Segment Start: Listed entries

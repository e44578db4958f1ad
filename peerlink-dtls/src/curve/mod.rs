pub mod named_curve;

/// CurveType is used to represent the type of elliptic curve parameters.
/// Only named curves are negotiated.
/// <https://tools.ietf.org/html/rfc4492#section-5.4>
#[derive(Copy, Clone, PartialEq, Eq, Debug)]
pub enum EllipticCurveType {
    NamedCurve = 0x03,
    Unsupported,
}

impl From<u8> for EllipticCurveType {
    fn from(val: u8) -> Self {
        match val {
            0x03 => EllipticCurveType::NamedCurve,
            _ => EllipticCurveType::Unsupported,
        }
    }
}

#[cfg(test)]
mod test {
    use super::named_curve::*;
    use shared::error::Result;

    #[test]
    fn test_named_curve_shared_secret_agrees() -> Result<()> {
        for curve in [NamedCurve::X25519, NamedCurve::P256] {
            let a = curve.generate_keypair()?;
            let b = curve.generate_keypair()?;

            let ab = a.shared_secret(&b.public_key)?;
            let ba = b.shared_secret(&a.public_key)?;
            assert_eq!(ab, ba, "{curve}");
            assert_eq!(ab.len(), 32);
        }

        assert!(NamedCurve::Unsupported.generate_keypair().is_err());
        Ok(())
    }

    #[test]
    fn test_named_curve_rejects_foreign_key() -> Result<()> {
        let x = NamedCurve::X25519.generate_keypair()?;
        let p = NamedCurve::P256.generate_keypair()?;
        assert!(x.shared_secret(&p.public_key).is_err());
        assert!(p.shared_secret(&[0x04; 12]).is_err());
        Ok(())
    }
}
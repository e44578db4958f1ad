use crate::attributes::*;
use crate::message::*;
use shared::error::*;
use std::fmt;

const MAX_USERNAME_B: usize = 513;
const MAX_SOFTWARE_B: usize = 763;

// Username represents USERNAME attribute.
//
// RFC 5389 Section 15.3
pub type Username = TextAttribute;

// Software is SOFTWARE attribute.
//
// RFC 5389 Section 15.10
pub type Software = TextAttribute;

/// TextAttribute is helper for adding and getting text attributes.
#[derive(Clone, Default)]
pub struct TextAttribute {
    pub attr: AttrType,
    pub text: String,
}

impl fmt::Display for TextAttribute {
    fn fmt(&self, f: &mut fmt::Formatter<'_>) -> fmt::Result {
        write!(f, "{}", self.text)
    }
}

impl Setter for TextAttribute {
    /// add_to adds attribute with type t to m, checking maximum length.
    fn add_to(&self, m: &mut Message) -> Result<()> {
        let text = self.text.as_bytes();
        let max_len = match self.attr {
            ATTR_USERNAME => MAX_USERNAME_B,
            ATTR_SOFTWARE => MAX_SOFTWARE_B,
            _ => return Err(Error::Other(format!("Unsupported AttrType {}", self.attr))),
        };

        check_overflow(self.attr, text.len(), max_len)?;
        m.add(self.attr, text);
        Ok(())
    }
}

impl Getter for TextAttribute {
    fn get_from(&mut self, m: &Message) -> Result<()> {
        let attr = self.attr;
        *self = TextAttribute::get_from_as(m, attr)?;
        Ok(())
    }
}

impl TextAttribute {
    pub fn new(attr: AttrType, text: String) -> Self {
        TextAttribute { attr, text }
    }

    /// get_from_as gets t attribute from m and appends its value to reset v.
    pub fn get_from_as(m: &Message, attr: AttrType) -> Result<Self> {
        match attr {
            ATTR_USERNAME | ATTR_SOFTWARE => {}
            _ => return Err(Error::Other(format!("Unsupported AttrType {attr}"))),
        };

        let a = m.get(attr)?;
        let text = String::from_utf8(a)?;
        Ok(TextAttribute { attr, text })
    }
}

Segment End: Listed entries

Task brief: Reproduce only the lines from the top of the material through the one bearing "impl From<u8> for", each exactly as it stands.

Expected answer:
repository e44578db4958f1ad
filename peerlink-dtls/src/curve/mod.rs
pub mod named_curve;

/// CurveType is used to represent the type of elliptic curve parameters.
/// Only named curves are negotiated.
/// <https://tools.ietf.org/html/rfc4492#section-5.4>
#[derive(Copy, Clone, PartialEq, Eq, Debug)]
pub enum EllipticCurveType {
    NamedCurve = 0x03,
    Unsupported,
}

impl From<u8> for EllipticCurveType {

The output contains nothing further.